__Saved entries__
== Segment start ==

impl Worker {
    /// Open the worker page in `browser`.
    pub async fn open(browser: &Browser) -> Result<Self, RenderError> {
        let page = browser
            .new_page("about:blank")
            .await
            .map_err(|e| RenderError::Browser(format!("Failed to open worker page: {}", e)))?;
        Ok(Self { page })
    }

    /// The underlying browser page.
    pub fn page(&self) -> &Page {
        &self.page
    }

    /// Disable client-side scripts before the browser sees the document.
    pub async fn prepare(&self, content: &str) -> Result<String, RenderError> {
        self.call(PREPARE_SCRIPT, &[to_js(content)?]).await
    }

    /// Strip build-time elements, restore scripts and collect links.
    pub async fn finalize(&self, content: &str) -> Result<FinalizedDocument, RenderError> {
        self.call(FINALIZE_SCRIPT, &[to_js(content)?]).await
    }

    /// Rewrite link attributes whose exact value is a key of `rewrites`.
    pub async fn rewrite_links(
        &self,
        content: &str,
        rewrites: &BTreeMap<String, String>,
    ) -> Result<String, RenderError> {
        if rewrites.is_empty() {
            return Ok(content.to_string());
        }
        self.call(REWRITE_LINKS_SCRIPT, &[to_js(content)?, to_js(rewrites)?])
            .await
    }

    async fn call<T: DeserializeOwned>(
        &self,
        function: &str,
        args: &[String],
    ) -> Result<T, RenderError> {
        let expression = call_expression(function, args);
        let result = self
            .page
            .evaluate(expression.as_str())
            .await
            .map_err(|e| RenderError::Worker(e.to_string()))?;
        result
            .into_value()
            .map_err(|e| RenderError::Worker(format!("Unexpected worker result: {}", e)))
    }
}

/// Relative replacements for every same-origin link on the page at `page_url`.
///
/// Fragment-only links already point at the page itself and are left alone.
pub fn relative_rewrites(
    links: &[String],
    page_url: &Url,
    base: &Url,
) -> BTreeMap<String, String> {
    links
        .iter()
        .filter(|raw| !raw.starts_with('#'))
        .filter(|raw| Route::resolve(raw, page_url, base).is_some())
        .filter_map(|raw| {
            let target = page_url.join(raw.trim()).ok()?;
            Some((raw.clone(), relativize_url(&target, page_url)))
        })
        .collect()
}

fn call_expression(function: &str, args: &[String]) -> String {
    format!("({})({})", function, args.join(", "))
}

fn to_js<T: Serialize + ?Sized>(value: &T) -> Result<String, RenderError> {
    serde_json::to_string(value).map_err(|e| RenderError::Worker(e.to_string()))
}

/// Middleware transform running [`Worker::prepare`] over served pages.
pub struct PrepareTransform {
    worker: Worker,
}

impl PrepareTransform {
    pub fn new(worker: Worker) -> Self {
        Self { worker }
    }
}

impl ResponseTransform for PrepareTransform {
    async fn transform(
        &self,
        path: String,
        body: Bytes,
    ) -> Result<Option<Bytes>, TransformError> {
        let content = String::from_utf8_lossy(&body);
        match self.worker.prepare(&content).await {
            Ok(prepared) => Ok(Some(Bytes::from(prepared))),
            Err(e) => Err(TransformError::Failed {
                path,
                message: e.to_string(),
            }),
        }
    }
}

#[cfg(test)]
mod tests {
    use super::*;

    fn base() -> Url {
        Url::parse("http://127.0.0.1:3000/").unwrap()
    }

    #[test]
    fn scripts_agree_on_marker_and_prefix() {
        for script in [PREPARE_SCRIPT, FINALIZE_SCRIPT] {
            assert!(script.contains(BUILD_MARKER));
            assert!(script.contains(DISABLED_SCRIPT_PREFIX));
        }
    }

    #[test]
    fn builds_call_expression_with_json_arguments() {
        let args = vec![
            to_js("<p>\"quoted\"</p>\n").unwrap(),
            to_js(&BTreeMap::from([("/a".to_string(), "a".to_string())])).unwrap(),
        ];
        assert_eq!(
            call_expression("(function (a, b) {})", &args),
            r#"((function (a, b) {}))("<p>\"quoted\"</p>\n", {"/a":"a"})"#
        );
    }

    #[test]
    fn resolves_linked_routes() {
        let page_url = base().join("/blog/post.html").unwrap();
        let doc = FinalizedDocument {
            content: String::new(),
            links: vec![
                "/".to_string(),
                "../lib/page.css".to_string(),
                "photo.jpg".to_string(),
                "https://example.com/".to_string(),
                "#comments".to_string(),
            ],
        };

        let routes: Vec<String> = doc
            .linked_routes(&page_url, &base())
            .iter()
            .map(|r| r.to_string())
            .collect();
        assert_eq!(
            routes,
            vec![
                "/index.html",
                "/lib/page.css",
                "/blog/photo.jpg",
                "/blog/post.html"
            ]
        );
    }

    #[test]
    fn computes_relative_rewrites() {
        let page_url = base().join("/blog/post.html").unwrap();
        let links = vec![
            "/".to_string(),
            "/lib/dom.js".to_string(),
            "/blog/other.html#x".to_string(),
            "#top".to_string(),
            "https://example.com/a".to_string(),
        ];

        let rewrites = relative_rewrites(&links, &page_url, &base());
        assert_eq!(
            rewrites,
            BTreeMap::from([
                ("/".to_string(), "../".to_string()),
                ("/lib/dom.js".to_string(), "../lib/dom.js".to_string()),
                ("/blog/other.html#x".to_string(), "other.html#x".to_string()),
            ])
        );
    }

    /// Headless Chromium with its event handler, for the tests below.
    struct TestBrowser {
        browser: Browser,
        _handler: tokio::task::JoinHandle<()>,
    }

    async fn setup_browser() -> TestBrowser {
        use futures::StreamExt;

        let config = crate::RenderOptions {
            sandbox: false,
            ..Default::default()
        }
        .browser_config()
        .unwrap();
        let (browser, mut handler) = Browser::launch(config).await.unwrap();
        let handler = tokio::spawn(async move {
            while let Some(event) = handler.next().await {
                if let Err(e) = event {
                    eprintln!("Browser event error: {:?}", e);
                }
            }
        });

        TestBrowser {
            browser,
            _handler: handler,
        }
    }

    #[tokio::test]
    #[ignore = "requires Chromium"]
    async fn prepare_disables_client_scripts_only() {
        let chrome = setup_browser().await;
        let worker = Worker::open(&chrome.browser).await.unwrap();

        let prepared = worker
            .prepare(concat!(
                "<!DOCTYPE html><html><head></head><body>",
                "<script>a()</script>",
                "<script type=\"module\">b()</script>",
                "<script type=\"text/javascript\">c()</script>",
                "<script data-build>d()</script>",
                "<script type=\"application/ld+json\">{}</script>",
                "</body></html>",
            ))
            .await
            .unwrap();

        assert_eq!(
            prepared,
            concat!(
                "<!DOCTYPE html>\n<html><head></head><body>",
                "<script type=\"text/plain;real-type=\">a()</script>",
                "<script type=\"text/plain;real-type=module\">b()</script>",
                "<script type=\"text/plain;real-type=text/javascript\">c()</script>",
                "<script data-build=\"\">d()</script>",
                "<script type=\"application/ld+json\">{}</script>",
                "</body></html>",
            )
        );
    }

    #[tokio::test]
    #[ignore = "requires Chromium"]
    async fn finalize_removes_build_elements_without_blank_lines() {
        let chrome = setup_browser().await;
        let worker = Worker::open(&chrome.browser).await.unwrap();

        let doc = worker
            .finalize(concat!(
                "<html><head>\n",
                "  <script data-build>x()</script>\n",
                "  <title>t</title>\n",
                "</head><body>\n",
                "  <p>a</p>\n",
                "  <div data-build>tmp</div>\n",
                "  <p>b</p>\n",
                "</body></html>",
            ))
            .await
            .unwrap();

        assert_eq!(
            doc.content,
            concat!(
                "<html><head>\n",
                "  <title>t</title>\n",
                "</head><body>\n",
                "  <p>a</p>\n",
                "  <p>b</p>\n",
                "</body></html>",
            )
        );
        assert!(doc.links.is_empty());
    }

    #[tokio::test]
    #[ignore = "requires Chromium"]
    async fn finalize_restores_original_script_types() {
        let chrome = setup_browser().await;
        let worker = Worker::open(&chrome.browser).await.unwrap();

        let doc = worker
            .finalize(concat!(
                "<html><head></head><body>",
                "<script type=\"text/plain;real-type=module\" src=\"m.js\"></script>",
                "<script type=\"text/plain;real-type=text/javascript\">c()</script>",
                "<script src=\"x.js\" type=\"text/plain;real-type=\"></script>",
                "<script type=\"application/ld+json\">{}</script>",
                "</body></html>",
            ))
            .await
            .unwrap();

        assert_eq!(
            doc.content,
            concat!(
                "<html><head></head><body>",
                "<script type=\"module\" src=\"m.js\"></script>",
                "<script type=\"text/javascript\">c()</script>",
                "<script src=\"x.js\"></script>",
                "<script type=\"application/ld+json\">{}</script>",
                "</body></html>",
            )
        );
        assert_eq!(doc.links, vec!["m.js", "x.js"]);
    }

    #[tokio::test]
    #[ignore = "requires Chromium"]
    async fn prepare_and_finalize_restore_the_document() {
        let chrome = setup_browser().await;
        let worker = Worker::open(&chrome.browser).await.unwrap();

        let prepared = worker
            .prepare(concat!(
                "<!DOCTYPE html><html><head>",
                "<script type=\"module\" src=\"m.js\"></script>",
                "</head><body><script>a()</script></body></html>",
            ))
            .await
            .unwrap();
        let doc = worker.finalize(&prepared).await.unwrap();

        assert_eq!(
            doc.content,
            concat!(
                "<html><head>",
                "<script type=\"module\" src=\"m.js\"></script>",
                "</head><body><script>a()</script></body></html>",
            )
        );
    }

    #[tokio::test]
    #[ignore = "requires Chromium"]
    async fn finalize_links_every_srcset_candidate() {
        let chrome = setup_browser().await;
        let worker = Worker::open(&chrome.browser).await.unwrap();

        let doc = worker
            .finalize(concat!(
                "<html><head><link rel=\"icon\" href=\"/favicon.ico\"></head><body>",
                "<img src=\"a.png\" srcset=\"a.png 1x, img/b%20c.png 2x,  /d.png 3x\">",
                "<picture><source srcset=\"e.webp\"></picture>",
                "<a href=\"https://example.com/\">x</a>",
                "</body></html>",
            ))
            .await
            .unwrap();

        assert_eq!(
            doc.links,
            vec![
                "/favicon.ico",
                "https://example.com/",
                "a.png",
                "a.png",
                "img/b%20c.png",
                "/d.png",
                "e.webp",
            ]
        );

        let page_url = base().join("/gallery/index.html").unwrap();
        let linked: std::collections::BTreeSet<String> = doc
            .linked_routes(&page_url, &base())
            .iter()
            .map(|r| r.to_string())
            .collect();
        assert_eq!(
            linked,
            std::collections::BTreeSet::from([
                "/favicon.ico".to_string(),
                "/gallery/a.png".to_string(),
                "/gallery/img/b%20c.png".to_string(),
                "/d.png".to_string(),
                "/gallery/e.webp".to_string(),
            ])
        );
    }
}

== Segment end ==

All lines that hold the word "RenderError" should be copied from the data.

__TASK SOLUTION__
    pub async fn open(browser: &Browser) -> Result<Self, RenderError> {
            .map_err(|e| RenderError::Browser(format!("Failed to open worker page: {}", e)))?;
    pub async fn prepare(&self, content: &str) -> Result<String, RenderError> {
    pub async fn finalize(&self, content: &str) -> Result<FinalizedDocument, RenderError> {
    ) -> Result<String, RenderError> {
    ) -> Result<T, RenderError> {
            .map_err(|e| RenderError::Worker(e.to_string()))?;
            .map_err(|e| RenderError::Worker(format!("Unexpected worker result: {}", e)))
fn to_js<T: Serialize + ?Sized>(value: &T) -> Result<String, RenderError> {
    serde_json::to_string(value).map_err(|e| RenderError::Worker(e.to_string()))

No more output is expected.